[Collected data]
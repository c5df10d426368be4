//! JSON wire format: value ⇄ text.
//!
//! The serializer is deliberately byte-compatible with the engine's historic
//! output rather than RFC-strict: strings escape only `"` and `\` (control
//! bytes pass through verbatim), reals print with `%.15g`, and nesting deeper
//! than [`MAX_NESTING`] is truncated silently. The decoder is forgiving on
//! input: unquoted identifiers are accepted where strings are expected.

use crate::{
    heap::Heap,
    map::{Map, MapKey},
    value::{self, MAX_NESTING, Value},
};

/// Serializes a value to its JSON image.
pub(crate) fn encode(value: &Value, heap: &Heap) -> String {
    let mut out = String::new();
    encode_into(&mut out, value, heap, 0);
    out
}

fn encode_into(out: &mut String, value: &Value, heap: &Heap, depth: usize) {
    match value {
        Value::Null | Value::Resource(_) => out.push_str("null"),
        Value::Bool(true) => out.push_str("true"),
        Value::Bool(false) => out.push_str("false"),
        Value::Int(n) => {
            out.push_str(&n.to_string());
        }
        Value::Real(r) => out.push_str(&value::fmt_real(*r)),
        Value::Str(s) => encode_string(out, s),
        Value::Map(id) => {
            let map = heap.get(*id);
            if map.is_json_object() {
                out.push('{');
                let mut first = true;
                for (key, entry) in map.iter() {
                    if depth + 1 >= MAX_NESTING {
                        break;
                    }
                    if !first {
                        out.push(',');
                    }
                    first = false;
                    out.push('"');
                    out.push_str(&key.image());
                    out.push('"');
                    out.push(':');
                    encode_into(out, entry, heap, depth + 1);
                }
                out.push('}');
            } else {
                out.push('[');
                let mut first = true;
                for entry in map.values() {
                    if depth + 1 >= MAX_NESTING {
                        break;
                    }
                    if !first {
                        out.push(',');
                    }
                    first = false;
                    encode_into(out, entry, heap, depth + 1);
                }
                out.push(']');
            }
        }
    }
}

/// Emits a string literal escaping only the double quote and the backslash.
fn encode_string(out: &mut String, s: &str) {
    out.push('"');
    for ch in s.chars() {
        if ch == '"' || ch == '\\' {
            out.push('\\');
        }
        out.push(ch);
    }
    out.push('"');
}

/// Decodes a JSON image into a value. Returns `None` on malformed input or
/// when nesting exceeds the cap; the `json_decode` builtin turns that into
/// null.
pub(crate) fn decode(input: &str, heap: &mut Heap) -> Option<Value> {
    let mut parser = Decoder {
        bytes: input.as_bytes(),
        pos: 0,
    };
    parser.skip_ws();
    let value = parser.parse_value(heap, 0)?;
    parser.skip_ws();
    if parser.pos != parser.bytes.len() {
        value.drop_with_heap(heap);
        return None;
    }
    Some(value)
}

struct Decoder<'a> {
    bytes: &'a [u8],
    pos: usize,
}

impl Decoder<'_> {
    fn skip_ws(&mut self) {
        while self.pos < self.bytes.len() && self.bytes[self.pos].is_ascii_whitespace() {
            self.pos += 1;
        }
    }

    fn peek(&self) -> Option<u8> {
        self.bytes.get(self.pos).copied()
    }

    fn eat(&mut self, expected: u8) -> bool {
        if self.peek() == Some(expected) {
            self.pos += 1;
            return true;
        }
        false
    }

    fn parse_value(&mut self, heap: &mut Heap, depth: usize) -> Option<Value> {
        if depth >= MAX_NESTING {
            return None;
        }
        self.skip_ws();
        match self.peek()? {
            b'{' => self.parse_object(heap, depth),
            b'[' => self.parse_array(heap, depth),
            b'"' => self.parse_string().map(Value::Str),
            b'-' | b'+' | b'0'..=b'9' => Some(self.parse_number()),
            _ => {
                let ident = self.parse_ident()?;
                Some(match ident {
                    "null" => Value::Null,
                    "true" => Value::Bool(true),
                    "false" => Value::Bool(false),
                    other => Value::Str(other.to_string()),
                })
            }
        }
    }

    fn parse_object(&mut self, heap: &mut Heap, depth: usize) -> Option<Value> {
        self.pos += 1; // '{'
        let id = heap.alloc(Map::new(true));
        loop {
            self.skip_ws();
            if self.eat(b'}') {
                break;
            }
            let key = match self.peek() {
                Some(b'"') => self.parse_string(),
                Some(b'-' | b'0'..=b'9') => match self.parse_number() {
                    Value::Int(n) => Some(n.to_string()),
                    Value::Real(r) => Some(value::fmt_real(r)),
                    _ => None,
                },
                _ => self.parse_ident().map(str::to_string),
            };
            let Some(key) = key else {
                return self.fail(id, heap);
            };
            self.skip_ws();
            if !self.eat(b':') {
                return self.fail(id, heap);
            }
            let Some(entry) = self.parse_value(heap, depth + 1) else {
                return self.fail(id, heap);
            };
            if let Some(old) = heap.get_mut(id).insert(MapKey::from_str_image(&key), entry) {
                old.drop_with_heap(heap);
            }
            self.skip_ws();
            if self.eat(b',') {
                continue;
            }
            if self.eat(b'}') {
                break;
            }
            return self.fail(id, heap);
        }
        Some(Value::Map(id))
    }

    fn parse_array(&mut self, heap: &mut Heap, depth: usize) -> Option<Value> {
        self.pos += 1; // '['
        let id = heap.alloc(Map::new(false));
        loop {
            self.skip_ws();
            if self.eat(b']') {
                break;
            }
            let Some(entry) = self.parse_value(heap, depth + 1) else {
                return self.fail(id, heap);
            };
            heap.get_mut(id).push(entry);
            self.skip_ws();
            if self.eat(b',') {
                continue;
            }
            if self.eat(b']') {
                break;
            }
            return self.fail(id, heap);
        }
        Some(Value::Map(id))
    }

    /// Releases a partially built container on syntax error.
    fn fail(&mut self, id: crate::heap::HeapId, heap: &mut Heap) -> Option<Value> {
        heap.dec_ref(id);
        None
    }

    /// Parses a double-quoted string, resolving backslash escapes the way the
    /// serializer's counterpart does: `\" \\ \n \r \t \f` plus pass-through
    /// for anything else.
    fn parse_string(&mut self) -> Option<String> {
        self.pos += 1; // '"'
        let mut out = String::new();
        loop {
            let b = self.peek()?;
            self.pos += 1;
            match b {
                b'"' => return Some(out),
                b'\\' => {
                    let esc = self.peek()?;
                    self.pos += 1;
                    match esc {
                        b'n' => out.push('\n'),
                        b'r' => out.push('\r'),
                        b't' => out.push('\t'),
                        b'f' => out.push('\u{c}'),
                        other => out.push(char::from(other)),
                    }
                }
                other => {
                    // Re-assemble multibyte sequences byte by byte.
                    let start = self.pos - 1;
                    let mut end = self.pos;
                    while end < self.bytes.len() && !matches!(self.bytes[end], b'"' | b'\\') {
                        end += 1;
                    }
                    match std::str::from_utf8(&self.bytes[start..end]) {
                        Ok(chunk) => {
                            out.push_str(chunk);
                            self.pos = end;
                        }
                        Err(_) => out.push(char::from(other)),
                    }
                }
            }
        }
    }

    /// Parses a numeric token and re-coerces it through the numeric string
    /// rules, so `1e3` and `-2.5` come out typed.
    fn parse_number(&mut self) -> Value {
        let start = self.pos;
        if matches!(self.peek(), Some(b'-' | b'+')) {
            self.pos += 1;
        }
        while let Some(b) = self.peek() {
            if b.is_ascii_digit() || matches!(b, b'.' | b'e' | b'E' | b'-' | b'+') {
                self.pos += 1;
            } else {
                break;
            }
        }
        let image = std::str::from_utf8(&self.bytes[start..self.pos]).unwrap_or("0");
        value::str_to_numeric(image)
    }

    fn parse_ident(&mut self) -> Option<&str> {
        let start = self.pos;
        while let Some(b) = self.peek() {
            if b.is_ascii_alphanumeric() || b == b'_' {
                self.pos += 1;
            } else {
                break;
            }
        }
        if self.pos == start {
            return None;
        }
        std::str::from_utf8(&self.bytes[start..self.pos]).ok()
    }
}

#[cfg(test)]
mod tests {
    use pretty_assertions::assert_eq;

    use super::*;
    use crate::value::strict_eq;

    #[test]
    fn scalars_encode() {
        let heap = Heap::new();
        assert_eq!(encode(&Value::Null, &heap), "null");
        assert_eq!(encode(&Value::Bool(true), &heap), "true");
        assert_eq!(encode(&Value::Int(-7), &heap), "-7");
        assert_eq!(encode(&Value::Real(0.5), &heap), "0.5");
        assert_eq!(encode(&Value::Str("a\"b\\c".to_string()), &heap), r#""a\"b\\c""#);
    }

    #[test]
    fn control_bytes_pass_through() {
        let heap = Heap::new();
        assert_eq!(encode(&Value::Str("a\nb".to_string()), &heap), "\"a\nb\"");
    }

    #[test]
    fn object_and_array_shapes() {
        let mut heap = Heap::new();
        let users = heap.alloc(Map::new(false));
        let ada = heap.alloc(Map::new(false));
        heap.get_mut(ada)
            .insert(MapKey::from_str_image("name"), Value::Str("Ada".to_string()));
        heap.get_mut(ada).insert(MapKey::from_str_image("born"), Value::Int(1815));
        heap.get_mut(users).push(Value::Map(ada));
        let root = heap.alloc(Map::new(true));
        heap.get_mut(root).insert(MapKey::from_str_image("users"), Value::Map(users));
        let value = Value::Map(root);
        assert_eq!(encode(&value, &heap), r#"{"users":[{"name":"Ada","born":1815}]}"#);
        value.drop_with_heap(&mut heap);
    }

    #[test]
    fn decode_round_trips_strictly() {
        let mut heap = Heap::new();
        let image = r#"{"a":[1,"two",null,true],"b":{"c":false}}"#;
        let decoded = decode(image, &mut heap).expect("valid input");
        let encoded = encode(&decoded, &heap);
        let again = decode(&encoded, &mut heap).expect("round trip");
        assert!(strict_eq(&decoded, &again, &heap));
        assert_eq!(encoded, image);
        decoded.drop_with_heap(&mut heap);
        again.drop_with_heap(&mut heap);
        assert_eq!(heap.live_count(), 0);
    }

    #[test]
    fn decode_rejects_garbage() {
        let mut heap = Heap::new();
        assert!(decode("{", &mut heap).is_none());
        assert!(decode("[1,]2", &mut heap).is_none());
        assert!(decode("", &mut heap).is_none());
        assert_eq!(heap.live_count(), 0);
    }

    #[test]
    fn decode_accepts_bare_identifiers() {
        let mut heap = Heap::new();
        let decoded = decode("{key: value}", &mut heap).expect("loose keys parse");
        let Value::Map(id) = &decoded else { panic!("expected map") };
        assert!(matches!(
            heap.get(*id).get(&MapKey::from_str_image("key")),
            Some(Value::Str(s)) if s == "value"
        ));
        decoded.drop_with_heap(&mut heap);
    }

    #[test]
    fn nesting_cap_truncates_encoding() {
        let mut heap = Heap::new();
        // Build a chain 40 maps deep.
        let mut inner = heap.alloc(Map::new(false));
        for _ in 0..40 {
            let outer = heap.alloc(Map::new(false));
            heap.get_mut(outer).push(Value::Map(inner));
            inner = outer;
        }
        let value = Value::Map(inner);
        let image = encode(&value, &heap);
        // The walk stops quietly instead of recursing forever.
        assert!(image.len() < 2 * MAX_NESTING + 4);
        value.drop_with_heap(&mut heap);
    }
}
//! Output consumers.
//!
//! Every byte a script produces (`print`, the `CONSUME` opcode, foreign
//! functions writing through their call context) is routed through a single
//! [`OutputConsumer`]. The same trait serves as the error-report sink when
//! error reporting is enabled.

use std::io::{self, Write as _};

/// Sentinel returned by a consumer to stop the running script.
///
/// When a consumer returns `Err(Abort)` the VM releases its operand stack,
/// unwinds all frames and returns control to the host.
#[derive(Debug, Clone, Copy, PartialEq, Eq)]
pub struct Abort;

/// Trait for receiving script output.
///
/// Implement this to capture or redirect everything a script prints. The
/// stock implementations cover the common cases: [`StdOutput`] writes to
/// stdout, [`CollectOutput`] buffers into memory, [`NoOutput`] discards.
pub trait OutputConsumer {
    /// Called once per produced chunk, in bytecode order.
    ///
    /// Chunks are raw bytes: JX9 strings are byte buffers and are forwarded
    /// verbatim, without any encoding pass.
    fn consume(&mut self, chunk: &[u8]) -> Result<(), Abort>;
}

/// Default consumer that writes to the process stdout.
#[derive(Debug, Default)]
pub struct StdOutput;

impl OutputConsumer for StdOutput {
    fn consume(&mut self, chunk: &[u8]) -> Result<(), Abort> {
        let stdout = io::stdout();
        let mut lock = stdout.lock();
        if lock.write_all(chunk).and_then(|()| lock.flush()).is_err() {
            return Err(Abort);
        }
        Ok(())
    }
}

/// Consumer that writes to the process stderr. Used as the default error
/// sink once error reporting is switched on.
#[derive(Debug, Default)]
pub struct StdErrOutput;

impl OutputConsumer for StdErrOutput {
    fn consume(&mut self, chunk: &[u8]) -> Result<(), Abort> {
        if io::stderr().write_all(chunk).is_err() {
            return Err(Abort);
        }
        Ok(())
    }
}

/// Consumer that collects all output into a growable buffer.
#[derive(Debug, Default)]
pub struct CollectOutput(Vec<u8>);

impl CollectOutput {
    /// Creates an empty collector.
    #[must_use]
    pub fn new() -> Self {
        Self(Vec::new())
    }

    /// Returns the collected bytes.
    #[must_use]
    pub fn as_bytes(&self) -> &[u8] {
        &self.0
    }

    /// Consumes the collector and returns the buffer.
    #[must_use]
    pub fn into_bytes(self) -> Vec<u8> {
        self.0
    }
}

impl OutputConsumer for CollectOutput {
    fn consume(&mut self, chunk: &[u8]) -> Result<(), Abort> {
        self.0.extend_from_slice(chunk);
        Ok(())
    }
}

/// Consumer that ignores all output. Useful for benchmarks and tests that
/// only care about the return value.
#[derive(Debug, Default)]
pub struct NoOutput;

impl OutputConsumer for NoOutput {
    fn consume(&mut self, _chunk: &[u8]) -> Result<(), Abort> {
        Ok(())
    }
}

#[cfg(test)]
mod tests {
    use super::*;

    #[test]
    fn collect_accumulates_in_order() {
        let mut sink = CollectOutput::new();
        sink.consume(b"a=").unwrap();
        sink.consume(b"1|").unwrap();
        assert_eq!(sink.as_bytes(), b"a=1|");
    }

    #[test]
    fn no_output_discards() {
        let mut sink = NoOutput;
        assert_eq!(sink.consume(b"whatever"), Ok(()));
    }
}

## Aim of the exercise:
Return only the number of lines in the entries above that contain the word "true".

## Output below:
9